A common problem researchers encounter with these models is inefficiency during inference. Reasoning models often continue processing even after reaching a correct conclusion. This overthinking results in the unnecessary generation of tokens, increasing computational cost. Whether these models have an internal sense of correctness remains unclear—do they realize when an intermediate answer is right? If they could identify this internally, the models could halt processing earlier, becoming more efficient without losing accuracy.

Many current approaches measure a model’s confidence through verbal prompts or by analyzing multiple outputs. These black-box strategies ask the model to report how sure it is of its answer. However, they are often imprecise and computationally expensive. On the other hand, white-box methods investigate models’ internal hidden states to extract signals that may correlate with answer correctness. Prior work shows that a model’s internal states can indicate the validity of final answers, but applying this to intermediate steps in long reasoning chains is still an underexplored direction.

The research introduced by a team from New York University and NYU Shanghai tackled this gap by designing a lightweight probe—a simple two-layer neural network—to inspect a model’s hidden states at intermediate reasoning steps. The models used for experimentation included the DeepSeek-R1-Distill series and QwQ-32B, known for their step-by-step reasoning capabilities. These models were tested across various datasets involving mathematical and logical tasks. The researchers trained their probe to read the internal state associated with each chunk of reasoning and predict whether the current intermediate answer was correct.

To construct their approach, the researchers first segmented each long CoT output into smaller parts or chunks, using markers like “wait” or “verify” to identify breaks in reasoning. They used the last token’s hidden state in each chunk as a representation and matched this to a correctness label, which was judged using another model. These representations were then used to train the probe on binary classification tasks. The probe was fine-tuned using grid search across hyperparameters like learning rate and hidden layer size, with most models converging to linear probes—indicating that correctness information is often linearly embedded in the hidden states. The probe worked for fully formed answers and showed the ability to predict correctness before an answer was even completed, hinting at look-ahead capabilities.

Performance results were clear and quantifiable. The probes achieved ROC-AUC scores exceeding 0.9 for some datasets like AIME when using models like R1-Distill-Qwen-32B. Expected Calibration Errors (ECE) remained under 0.1, showing high reliability. For example, R1-Distill-Qwen-32B had an ECE of just 0.01 on GSM8K and 0.06 on MATH datasets.
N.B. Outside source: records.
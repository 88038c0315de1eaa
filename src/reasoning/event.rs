//! Reasoning loop event system.
//!
//! Implement [`EventHandler`] to observe a [`ReasoningLoop`](crate::ReasoningLoop) while
//! it runs: round boundaries, the signal each round ended with, stream rewrites, and how
//! the loop finished. The handler is optional and purely observational; it cannot change
//! the loop's decisions.
//!
//! # Event Flow (planning round + one passing revision)
//!
//! ```text
//! LoopStarted { max_rounds: 5 }
//!   └─ RoundStarted { round: 1, kind: Planning }
//!   └─ RoundCompleted { round: 1, signal: NeedsRevision }
//!   └─ StreamRewritten { round: 1, reason: MarkerStripped }
//!   └─ RoundStarted { round: 2, kind: Revision }
//!   └─ RoundCompleted { round: 2, signal: Passed }
//!   └─ StreamRewritten { round: 2, reason: BarePass }
//! LoopCompleted { rounds: 2, outcome: Verified { round: 2 } }
//! ```
//!
//! # Example
//!
//! ```rust,no_run
//! use async_trait::async_trait;
//! use cloudllm_reasoning::event::{EventHandler, ReasoningEvent};
//!
//! struct Printer;
//!
//! #[async_trait]
//! impl EventHandler for Printer {
//!     async fn on_reasoning_event(&self, event: &ReasoningEvent) {
//!         if let ReasoningEvent::RoundCompleted { round, signal, .. } = event {
//!             println!("round {} ended with {}", round, signal);
//!         }
//!     }
//! }
//! ```

use crate::reasoning::controller::LoopOutcome;
use crate::reasoning::generator::RoundKind;
use crate::reasoning::signal::Signal;
use async_trait::async_trait;

/// Why a round's stream was rewritten before release.
#[derive(Debug, Clone, Copy, PartialEq, Eq)]
pub enum RewriteReason {
    /// The planning round ended with a protocol marker that was removed.
    MarkerStripped,
    /// A revision round said nothing but "verification passed".
    BarePass,
}

/// Events emitted by a [`ReasoningLoop`](crate::ReasoningLoop).
///
/// Every variant carries the `loop_id` of the invocation that produced it.
#[derive(Debug, Clone, PartialEq)]
pub enum ReasoningEvent {
    /// The loop acquired its session parameters and is about to start round 1.
    LoopStarted {
        loop_id: String,
        max_rounds: usize,
    },

    /// A generation request is about to be issued.
    RoundStarted {
        loop_id: String,
        /// 1-based round index.
        round: usize,
        kind: RoundKind,
    },

    /// The round's stream ended and its text was classified.
    RoundCompleted {
        loop_id: String,
        round: usize,
        kind: RoundKind,
        signal: Signal,
        /// Number of chunks the generator produced in this round.
        chunk_count: usize,
        /// Length of the assembled round text in `char`s.
        text_length: usize,
    },

    /// One chunk of the round was rewritten before being released to the caller.
    StreamRewritten {
        loop_id: String,
        round: usize,
        reason: RewriteReason,
    },

    /// The loop ended normally and its result is available.
    LoopCompleted {
        loop_id: String,
        rounds: usize,
        outcome: LoopOutcome,
        /// Length of the final reasoning text in `char`s.
        reasoning_length: usize,
    },

    /// The generator failed; the error is being propagated to the caller.
    LoopFailed {
        loop_id: String,
        round: usize,
        error: String,
    },
}

/// Receiver for [`ReasoningEvent`]s.
///
/// The default implementation is a no-op. The `Send + Sync` bound lets one handler be
/// shared across loops via `Arc<dyn EventHandler>`.
#[async_trait]
pub trait EventHandler: Send + Sync {
    async fn on_reasoning_event(&self, _event: &ReasoningEvent) {}
}
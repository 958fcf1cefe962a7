/// Errors produced when configuring or calling a limiter.
///
/// Denying a request is not an error. These only cover inputs the limiter
/// cannot act on.
#[derive(Debug, Clone, PartialEq, Eq, thiserror::Error)]
pub enum LimitError {
    /// The refill interval or token limit cannot produce a working limiter.
    #[error("invalid configuration: {0}")]
    InvalidConfiguration(String),

    /// A caller supplied an argument the limiter cannot act on, such as an
    /// empty client identifier.
    #[error("invalid argument: {0}")]
    InvalidArgument(String),
}
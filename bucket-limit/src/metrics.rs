use opentelemetry::KeyValue;
use opentelemetry::global;
use opentelemetry::metrics::Counter;
use opentelemetry::metrics::Meter;

#[derive(Clone, Debug)]
pub(crate) struct RegistryMetrics {
    requests: Counter<u64>,
    buckets_created: Counter<u64>,
    buckets_evicted: Counter<u64>,
}

impl RegistryMetrics {
    pub(crate) fn new() -> Self {
        Self::from_meter(&global::meter("bucket_limit"))
    }

    pub(crate) fn from_meter(meter: &Meter) -> Self {
        Self {
            requests: meter
                .u64_counter("bucket_limit.requests")
                .with_description("Admission checks, by outcome")
                .build(),
            buckets_created: meter
                .u64_counter("bucket_limit.buckets_created")
                .with_description("Buckets created for previously unseen clients")
                .build(),
            buckets_evicted: meter
                .u64_counter("bucket_limit.buckets_evicted")
                .with_description("Idle buckets removed by eviction passes")
                .build(),
        }
    }

    pub(crate) fn record_admission(&self, allowed: bool) {
        let outcome = if allowed { "allowed" } else { "denied" };
        self.requests.add(1, &[KeyValue::new("outcome", outcome)]);
    }

    pub(crate) fn record_created(&self) {
        self.buckets_created.add(1, &[]);
    }

    pub(crate) fn record_evicted(&self, count: usize) {
        if count > 0 {
            self.buckets_evicted.add(count as u64, &[]);
        }
    }
}
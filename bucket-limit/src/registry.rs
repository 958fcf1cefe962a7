use std::ops::ControlFlow;
use std::sync::Arc;
use std::time::Duration;

use dashmap::DashMap;
use opentelemetry::metrics::Meter;
use quanta::Clock;

use super::BucketConfig;
use super::LimitError;
use super::Reason;
use super::TokenBucket;
use crate::metrics::RegistryMetrics;
use crate::token_bucket::Admission;

/// Per-client rate limiting over a map of [`TokenBucket`]s.
///
/// Every client identifier gets its own bucket, created on first sight with the
/// registry's [`BucketConfig`]. Buckets for different clients never share a token.
///
/// # Thread Safety
///
/// - The map is a [`DashMap`], so lookups for unrelated clients only contend when
///   they hash to the same shard, and only for the duration of the lookup.
/// - A miss goes through the map's entry API, so concurrent first calls for the
///   same client build exactly one bucket.
/// - The map guard is released before the bucket's own compare-and-swap runs.
///
/// # Memory
///
/// Buckets are never removed automatically. Callers with unbounded client
/// cardinality can call [`RateLimiterRegistry::evict_idle`] periodically.
#[derive(Debug)]
pub struct RateLimiterRegistry {
    buckets: DashMap<String, Arc<TokenBucket>>,
    config: BucketConfig,
    clock: Clock,
    instruments: RegistryMetrics,
}

impl RateLimiterRegistry {
    /// Creates an empty registry.
    ///
    /// # Errors
    ///
    /// Returns [`LimitError::InvalidConfiguration`] for a zero token limit or an
    /// interval shorter than one millisecond.
    pub fn new(refill_interval: Duration, token_limit: usize) -> Result<Self, LimitError> {
        let config = BucketConfig::new(refill_interval, token_limit)?;
        Ok(Self::from_config(config))
    }

    pub fn from_config(config: BucketConfig) -> Self {
        Self::with_clock(config, Clock::new())
    }

    /// Creates an empty registry whose buckets all read time from `clock`.
    pub fn with_clock(config: BucketConfig, clock: Clock) -> Self {
        Self {
            buckets: DashMap::new(),
            config,
            clock,
            instruments: RegistryMetrics::new(),
        }
    }

    /// Records metrics through `meter` instead of the global meter provider.
    pub fn with_meter(mut self, meter: &Meter) -> Self {
        self.instruments = RegistryMetrics::from_meter(meter);
        self
    }

    /// Decides whether `client_id` may make one more request right now.
    ///
    /// # Errors
    ///
    /// Returns [`LimitError::InvalidArgument`] if `client_id` is empty.
    pub fn allow(&self, client_id: &str) -> Result<bool, LimitError> {
        self.check(client_id).map(|flow| flow.is_continue())
    }

    /// Like [`RateLimiterRegistry::allow`], but a rejection carries how long the
    /// client has to wait for its bucket to refill.
    ///
    /// # Errors
    ///
    /// Returns [`LimitError::InvalidArgument`] if `client_id` is empty.
    pub fn check(&self, client_id: &str) -> Result<ControlFlow<Reason>, LimitError> {
        if client_id.is_empty() {
            return Err(LimitError::InvalidArgument(
                "client id must not be empty".to_string(),
            ));
        }

        loop {
            let flow = match self.bucket(client_id).acquire() {
                // Evicted between lookup and check; the map now holds its replacement.
                Admission::Retired => continue,
                admission => admission.into_flow(),
            };

            let allowed = flow.is_continue();
            self.instruments.record_admission(allowed);
            if !allowed {
                tracing::trace!(client_id, "request denied");
            }
            return Ok(flow);
        }
    }

    /// Removes every bucket whose refill is due and returns how many were removed.
    ///
    /// A due bucket would reset to full on its next check, which is exactly how a
    /// newly created bucket starts, so eviction never changes an admission decision.
    pub fn evict_idle(&self) -> usize {
        let mut evicted = 0;
        self.buckets.retain(|_, bucket| {
            let idle = bucket.retire_if_idle();
            evicted += usize::from(idle);
            !idle
        });

        if evicted > 0 {
            tracing::debug!(
                evicted,
                remaining = self.buckets.len(),
                "evicted idle token buckets"
            );
        }
        self.instruments.record_evicted(evicted);
        evicted
    }

    pub fn config(&self) -> BucketConfig {
        self.config
    }

    /// Number of clients currently tracked.
    pub fn len(&self) -> usize {
        self.buckets.len()
    }

    pub fn is_empty(&self) -> bool {
        self.buckets.is_empty()
    }

    pub fn contains(&self, client_id: &str) -> bool {
        self.buckets.contains_key(client_id)
    }

    /// Tokens left in `client_id`'s bucket as of its last check, or `None` if the
    /// client has not been seen. Never creates a bucket.
    pub fn tokens_remaining(&self, client_id: &str) -> Option<usize> {
        self.buckets
            .get(client_id)
            .map(|bucket| bucket.value().tokens_remaining())
    }

    pub(crate) fn bucket(&self, client_id: &str) -> Arc<TokenBucket> {
        if let Some(bucket) = self.buckets.get(client_id) {
            return Arc::clone(bucket.value());
        }

        let bucket = self
            .buckets
            .entry(client_id.to_owned())
            .or_insert_with(|| {
                tracing::debug!(client_id, "creating token bucket");
                self.instruments.record_created();
                Arc::new(TokenBucket::with_clock(self.config, self.clock.clone()))
            });
        Arc::clone(bucket.value())
    }
}
use std::num::NonZeroUsize;
use std::time::Duration;

use crate::LimitError;
use crate::token_bucket::MAX_REFILL_INTERVAL_MS;
use crate::token_bucket::MAX_TOKEN_LIMIT;

/// Validated bucket parameters.
///
/// A registry holds one of these and hands a copy to every bucket it
/// creates, so validation happens exactly once.
#[derive(Debug, Clone, Copy, PartialEq, Eq)]
pub struct BucketConfig {
    refill_interval_ms: u64,
    token_limit: NonZeroUsize,
}

impl BucketConfig {
    /// Creates a new `BucketConfig`.
    ///
    /// # Arguments
    ///
    /// * `refill_interval` - How long after the last refill a bucket snaps back to full.
    ///   Measured in whole milliseconds; any sub-millisecond remainder is dropped.
    /// * `token_limit` - The maximum, and full-refill, token count of a bucket.
    ///
    /// # Errors
    ///
    /// Returns [`LimitError::InvalidConfiguration`] if the interval is shorter than
    /// one millisecond or longer than a bucket can track, or if the token limit is
    /// zero or above [`MAX_TOKEN_LIMIT`].
    pub fn new(refill_interval: Duration, token_limit: usize) -> Result<Self, LimitError> {
        let refill_interval_ms = u64::try_from(refill_interval.as_millis())
            .ok()
            .filter(|ms| *ms <= MAX_REFILL_INTERVAL_MS)
            .ok_or_else(|| {
                LimitError::InvalidConfiguration(format!(
                    "refill interval {refill_interval:?} exceeds {MAX_REFILL_INTERVAL_MS}ms"
                ))
            })?;
        if refill_interval_ms == 0 {
            return Err(LimitError::InvalidConfiguration(format!(
                "refill interval must be at least 1ms, got {refill_interval:?}"
            )));
        }

        let token_limit = NonZeroUsize::new(token_limit).ok_or_else(|| {
            LimitError::InvalidConfiguration("token limit must be non-zero".to_string())
        })?;
        if token_limit.get() > MAX_TOKEN_LIMIT {
            return Err(LimitError::InvalidConfiguration(format!(
                "token limit {token_limit} exceeds {MAX_TOKEN_LIMIT}"
            )));
        }

        Ok(Self {
            refill_interval_ms,
            token_limit,
        })
    }

    pub fn refill_interval(&self) -> Duration {
        Duration::from_millis(self.refill_interval_ms)
    }

    pub fn token_limit(&self) -> usize {
        self.token_limit.get()
    }

    pub(crate) fn refill_interval_ms(&self) -> u64 {
        self.refill_interval_ms
    }
}

#[cfg(test)]
mod tests {
    use super::*;

    #[test]
    fn it_accepts_positive_values() {
        let config = BucketConfig::new(Duration::from_secs(2), 2).unwrap();
        assert_eq!(config.refill_interval(), Duration::from_millis(2000));
        assert_eq!(config.token_limit(), 2);
    }

    #[test]
    fn it_rejects_a_zero_token_limit() {
        assert!(matches!(
            BucketConfig::new(Duration::from_secs(1), 0),
            Err(LimitError::InvalidConfiguration(_))
        ));
    }

    #[test]
    fn it_rejects_a_zero_interval() {
        assert!(matches!(
            BucketConfig::new(Duration::ZERO, 10),
            Err(LimitError::InvalidConfiguration(_))
        ));
    }

    #[test]
    fn it_rejects_a_sub_millisecond_interval() {
        assert!(matches!(
            BucketConfig::new(Duration::from_micros(999), 10),
            Err(LimitError::InvalidConfiguration(_))
        ));
    }

    #[test]
    fn it_truncates_to_whole_milliseconds() {
        let config = BucketConfig::new(Duration::from_micros(1_500), 1).unwrap();
        assert_eq!(config.refill_interval(), Duration::from_millis(1));
    }

    #[test]
    fn it_rejects_values_beyond_the_packed_range() {
        assert!(matches!(
            BucketConfig::new(Duration::from_secs(1), MAX_TOKEN_LIMIT + 1),
            Err(LimitError::InvalidConfiguration(_))
        ));
        assert!(matches!(
            BucketConfig::new(Duration::from_millis(MAX_REFILL_INTERVAL_MS + 1), 1),
            Err(LimitError::InvalidConfiguration(_))
        ));
        assert!(
            BucketConfig::new(Duration::from_millis(MAX_REFILL_INTERVAL_MS), MAX_TOKEN_LIMIT)
                .is_ok()
        );
    }
}
//! Key bindings used by the cache components.
//!
//! A [`Binding`] couples one or more key presses with the help text shown for
//! them. Components group their bindings in a keymap struct and implement
//! [`KeyMap`] so a help view can list them.
//!
//! ```rust
//! use bubbletea_pagecache::key::Binding;
//! use bubbletea_rs::KeyMsg;
//! use crossterm::event::{KeyCode, KeyModifiers};
//!
//! let refresh = Binding::new(vec![KeyCode::Char('r')]).with_help("r", "refresh");
//! let save = Binding::new(vec![(KeyCode::Char('s'), KeyModifiers::CONTROL)])
//!     .with_help("ctrl+s", "save");
//!
//! let msg = KeyMsg { key: KeyCode::Char('r'), modifiers: KeyModifiers::NONE };
//! assert!(refresh.matches(&msg));
//! assert!(!save.matches(&msg));
//! ```

use bubbletea_rs::KeyMsg;
use crossterm::event::{KeyCode, KeyModifiers};

/// A single key press: a key code plus the modifiers that must be held.
#[derive(Debug, Clone, Copy, PartialEq, Eq)]
pub struct KeyPress {
    /// The key code.
    pub code: KeyCode,
    /// Required modifiers.
    pub modifiers: KeyModifiers,
}

impl From<KeyCode> for KeyPress {
    fn from(code: KeyCode) -> Self {
        Self {
            code,
            modifiers: KeyModifiers::NONE,
        }
    }
}

impl From<(KeyCode, KeyModifiers)> for KeyPress {
    fn from((code, modifiers): (KeyCode, KeyModifiers)) -> Self {
        Self { code, modifiers }
    }
}

/// Help text attached to a binding.
#[derive(Debug, Clone, Default, PartialEq, Eq)]
pub struct Help {
    /// Short key label, e.g. `"→/l"`.
    pub key: String,
    /// What the key does, e.g. `"next page"`.
    pub desc: String,
}

/// A set of key presses that trigger the same action.
#[derive(Debug, Clone)]
pub struct Binding {
    keys: Vec<KeyPress>,
    help: Help,
    enabled: bool,
}

impl Binding {
    /// Creates an enabled binding for the given key presses.
    pub fn new<K: Into<KeyPress>>(keys: Vec<K>) -> Self {
        Self {
            keys: keys.into_iter().map(Into::into).collect(),
            help: Help::default(),
            enabled: true,
        }
    }

    /// Attaches help text (builder pattern).
    pub fn with_help(mut self, key: impl Into<String>, desc: impl Into<String>) -> Self {
        self.help = Help {
            key: key.into(),
            desc: desc.into(),
        };
        self
    }

    /// Returns the help text.
    pub fn help(&self) -> &Help {
        &self.help
    }

    /// Returns the key presses of this binding.
    pub fn keys(&self) -> &[KeyPress] {
        &self.keys
    }

    /// Enables or disables the binding. Disabled bindings never match and are
    /// left out of help views.
    pub fn set_enabled(&mut self, enabled: bool) {
        self.enabled = enabled;
    }

    /// Whether the binding is enabled.
    pub fn enabled(&self) -> bool {
        self.enabled && !self.keys.is_empty()
    }

    /// Returns true when `msg` is one of this binding's key presses.
    pub fn matches(&self, msg: &KeyMsg) -> bool {
        self.enabled()
            && self
                .keys
                .iter()
                .any(|press| press.code == msg.key && press.modifiers == msg.modifiers)
    }
}

/// Implemented by keymaps so help views can list their bindings.
pub trait KeyMap {
    /// Bindings for the compact, single-line help view.
    fn short_help(&self) -> Vec<&Binding>;

    /// Bindings for the expanded help view, grouped in columns.
    fn full_help(&self) -> Vec<Vec<&Binding>>;
}

/// Renders a single-line help string such as `"←/h prev page • →/l next page"`,
/// skipping disabled bindings.
pub fn short_help_line(keymap: &dyn KeyMap) -> String {
    keymap
        .short_help()
        .into_iter()
        .filter(|binding| binding.enabled())
        .map(|binding| format!("{} {}", binding.help.key, binding.help.desc))
        .collect::<Vec<_>>()
        .join(" • ")
}
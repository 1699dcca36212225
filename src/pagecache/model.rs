//! The cache model: state, construction and read accessors.
//!
//! Remote work lives in `commands.rs`, key handling in `mod.rs` and drawing in
//! `rendering.rs`; they all operate on the [`Model`] defined here.

use super::buffer::GrowthBuffer;
use super::keys::CacheKeyMap;
use super::source::ListSource;
use super::style::CacheStyles;
use super::types::{Item, Mode, Notice, Row, SortState};
use crate::config::Config;
use crate::error::Result;
use crate::paginator;
use std::collections::HashSet;
use std::sync::atomic::{AtomicI64, Ordering};
use std::sync::Arc;

static LAST_ID: AtomicI64 = AtomicI64::new(0);

fn next_id() -> i64 {
    LAST_ID.fetch_add(1, Ordering::SeqCst) + 1
}

/// An incrementally loaded, paginated view over one remote list.
///
/// The model owns the growth buffer, the page cursor and the bookkeeping of
/// in-flight requests. All remote work is returned as [`bubbletea_rs::Cmd`]s;
/// their result messages must be routed back through [`Model::update`].
///
/// # Examples
///
/// ```no_run
/// use async_trait::async_trait;
/// use bubbletea_pagecache::channel::Channel;
/// use bubbletea_pagecache::config::Config;
/// use bubbletea_pagecache::pagecache::{Action, ListSource, Model, Patch};
/// use bubbletea_pagecache::Result;
/// use std::sync::Arc;
///
/// struct Api;
///
/// #[async_trait]
/// impl ListSource<Channel> for Api {
///     async fn fetch_page(&self, _page: usize) -> Result<Vec<Channel>> { Ok(vec![]) }
///     async fn search(&self, _keyword: &str) -> Result<Vec<Channel>> { Ok(vec![]) }
///     async fn mutate(&self, _id: &i64, _action: Action) -> Result<Patch> {
///         Ok(Patch::Deleted)
///     }
/// }
///
/// let config = Config::new().with_title("Channels").with_item_names("channel", "channels");
/// let mut channels = Model::<Channel>::new(Arc::new(Api), config).unwrap();
/// let first_page = channels.init();
/// assert!(first_page.is_some());
/// assert!(channels.is_loading());
/// ```
pub struct Model<I: Item> {
    pub(super) id: i64,
    pub(super) config: Config,
    pub(super) source: Arc<dyn ListSource<I>>,
    pub(super) buffer: GrowthBuffer<I>,
    pub(super) paginator: paginator::Model,
    pub(super) mode: Mode,
    pub(super) keyword: String,

    /// Server pages appended since the last wholesale replacement.
    pub(super) fetched_pages: usize,
    /// Set once a server page came back short.
    pub(super) frontier_exhausted: bool,
    /// Zero-based server page of the list fetch in flight.
    pub(super) page_in_flight: Option<usize>,
    /// UI page to move to once the fetch in flight lands.
    pub(super) pending_page: Option<usize>,
    /// Bumped on every wholesale replacement; list loads tagged with an
    /// older value are ignored.
    pub(super) generation: u64,

    pub(super) loading: bool,
    pub(super) searching: bool,
    pub(super) bulk_running: bool,
    pub(super) busy: HashSet<I::Id>,
    pub(super) sort: Option<SortState<I::Field>>,
    pub(super) notice: Option<Notice>,
    /// Index into the visible rows of the current page.
    pub(super) cursor: usize,

    /// Key bindings.
    pub keymap: CacheKeyMap,
    /// Styles.
    pub styles: CacheStyles,
}

impl<I: Item> Model<I> {
    /// Creates an empty cache over `source`. Nothing is fetched until
    /// [`Model::init`] is called.
    ///
    /// # Errors
    ///
    /// Returns [`crate::Error::Config`] when `config` is invalid.
    pub fn new(source: Arc<dyn ListSource<I>>, config: Config) -> Result<Self> {
        config.validate()?;
        let mut paginator = paginator::Model::new()
            .with_per_page(config.per_page)
            .with_type(config.paginator_type);
        paginator.set_open_ended_items(0);

        Ok(Self {
            id: next_id(),
            config,
            source,
            buffer: GrowthBuffer::new(),
            paginator,
            mode: Mode::Paged,
            keyword: String::new(),
            fetched_pages: 0,
            frontier_exhausted: false,
            page_in_flight: None,
            pending_page: None,
            generation: 0,
            loading: false,
            searching: false,
            bulk_running: false,
            busy: HashSet::new(),
            sort: None,
            notice: None,
            cursor: 0,
            keymap: CacheKeyMap::default(),
            styles: CacheStyles::default(),
        })
    }

    /// Unique id of this instance; every message it issues carries it.
    pub fn id(&self) -> i64 {
        self.id
    }

    /// Current configuration.
    pub fn config(&self) -> &Config {
        &self.config
    }

    /// Current 1-based UI page.
    pub fn page(&self) -> usize {
        self.paginator.page
    }

    /// Rows per page.
    pub fn per_page(&self) -> usize {
        self.config.per_page
    }

    /// Number of pages the pagination control offers. In paged mode this
    /// includes the synthetic trailing page that triggers the next fetch.
    pub fn total_pages(&self) -> usize {
        self.paginator.total_pages
    }

    /// Paged or searching.
    pub fn mode(&self) -> Mode {
        self.mode
    }

    /// The keyword of the search currently shown; empty in paged mode.
    pub fn keyword(&self) -> &str {
        &self.keyword
    }

    /// Whether a list fetch (page, refresh or search) is in flight.
    pub fn is_loading(&self) -> bool {
        self.loading
    }

    /// Whether a keyword search is in flight.
    pub fn is_searching(&self) -> bool {
        self.searching
    }

    /// Whether a bulk action is in flight.
    pub fn is_bulk_running(&self) -> bool {
        self.bulk_running
    }

    /// Whether a row action on `id` is in flight.
    pub fn is_busy(&self, id: &I::Id) -> bool {
        self.busy.contains(id)
    }

    /// Server pages fetched since the last replacement.
    pub fn fetched_pages(&self) -> usize {
        self.fetched_pages
    }

    /// Every loaded row, tombstones included.
    pub fn items(&self) -> &[I] {
        self.buffer.items()
    }

    /// A copy-on-write snapshot of the loaded rows.
    pub fn snapshot(&self) -> Arc<Vec<I>> {
        self.buffer.snapshot()
    }

    /// Number of loaded rows, tombstones included.
    pub fn len(&self) -> usize {
        self.buffer.len()
    }

    /// Whether no rows are loaded.
    pub fn is_empty(&self) -> bool {
        self.buffer.is_empty()
    }

    /// Rows of the current page, tombstones filtered out.
    pub fn visible_items(&self) -> Vec<&I> {
        self.visible_rows().into_iter().map(|row| row.item).collect()
    }

    /// Rows of `page`, tombstones filtered out.
    pub fn visible_items_on(&self, page: usize) -> Vec<&I> {
        self.buffer
            .visible_rows(page, self.config.per_page)
            .into_iter()
            .map(|row| row.item)
            .collect()
    }

    /// Rows of the current page with their offsets in the unfiltered slice.
    pub fn visible_rows(&self) -> Vec<Row<'_, I>> {
        self.buffer.visible_rows(self.page(), self.config.per_page)
    }

    /// The field and direction of the last sort, if the buffer has been
    /// sorted since it was last replaced.
    pub fn sort_state(&self) -> Option<SortState<I::Field>> {
        self.sort
    }

    /// The latest notice.
    pub fn notice(&self) -> Option<&Notice> {
        self.notice.as_ref()
    }

    /// Takes the latest notice, e.g. to hand it to a toast widget.
    pub fn take_notice(&mut self) -> Option<Notice> {
        self.notice.take()
    }

    /// Index of the selected row among the visible rows.
    pub fn cursor(&self) -> usize {
        self.cursor
    }

    /// The selected row, if the current page shows any.
    pub fn selected_row(&self) -> Option<Row<'_, I>> {
        self.visible_rows().get(self.cursor).copied()
    }

    /// Resizes the pagination control after the buffer changed and keeps the
    /// cursor on a visible row.
    pub(super) fn sync_pagination(&mut self) {
        match self.mode {
            Mode::Paged => self.paginator.set_open_ended_items(self.buffer.len()),
            Mode::Searching => self.paginator.set_total_items(self.buffer.len()),
        }
        self.clamp_cursor();
    }

    pub(super) fn clamp_cursor(&mut self) {
        let rows = self.visible_rows().len();
        if self.cursor >= rows {
            self.cursor = rows.saturating_sub(1);
        }
    }
}

#[cfg(test)]
mod tests {
    use super::*;
    use crate::channel::Channel;
    use crate::pagecache::tests::FakeSource;

    #[test]
    fn test_new_model_is_empty_on_page_one() {
        let model = Model::<Channel>::new(Arc::new(FakeSource::default()), Config::new()).unwrap();
        assert_eq!(model.page(), 1);
        assert_eq!(model.total_pages(), 1);
        assert_eq!(model.mode(), Mode::Paged);
        assert!(model.visible_items().is_empty());
        assert!(model.selected_row().is_none());
        assert!(!model.is_loading());
    }

    #[test]
    fn test_ids_are_unique() {
        let a = Model::<Channel>::new(Arc::new(FakeSource::default()), Config::new()).unwrap();
        let b = Model::<Channel>::new(Arc::new(FakeSource::default()), Config::new()).unwrap();
        assert_ne!(a.id(), b.id());
    }

    #[test]
    fn test_invalid_config_rejected() {
        let result = Model::<Channel>::new(
            Arc::new(FakeSource::default()),
            Config::new().with_per_page(0),
        );
        assert!(result.is_err());
    }
}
In application, the probe was used to implement a confidence-based early exit strategy during inference. The reasoning process was stopped when the probe’s confidence in an answer exceeded a threshold. At a confidence threshold of 0.85, the accuracy remained at 88.2%, while the inference token count was reduced by 24%. Even at a threshold of 0.9, accuracy stayed at 88.6%, with a 19% token reduction. Compared to static exit methods, this dynamic strategy achieved up to 5% higher accuracy using the same or fewer tokens.

This study offers an efficient, integrated way for reasoning models to self-verify during inference. The researchers’ approach pinpoints a gap—while models inherently know when they’re right, they don’t act on it. The research reveals a path toward smarter, more efficient reasoning systems by leveraging internal representations through probing. It shows that tapping into what the model already “knows” can lead to meaningful performance and resource use improvements.

Check out Paper. All credit for this research goes to the researchers of this project. Also, feel free to follow us on Twitter and don’t forget to join our 85k+ ML SubReddit.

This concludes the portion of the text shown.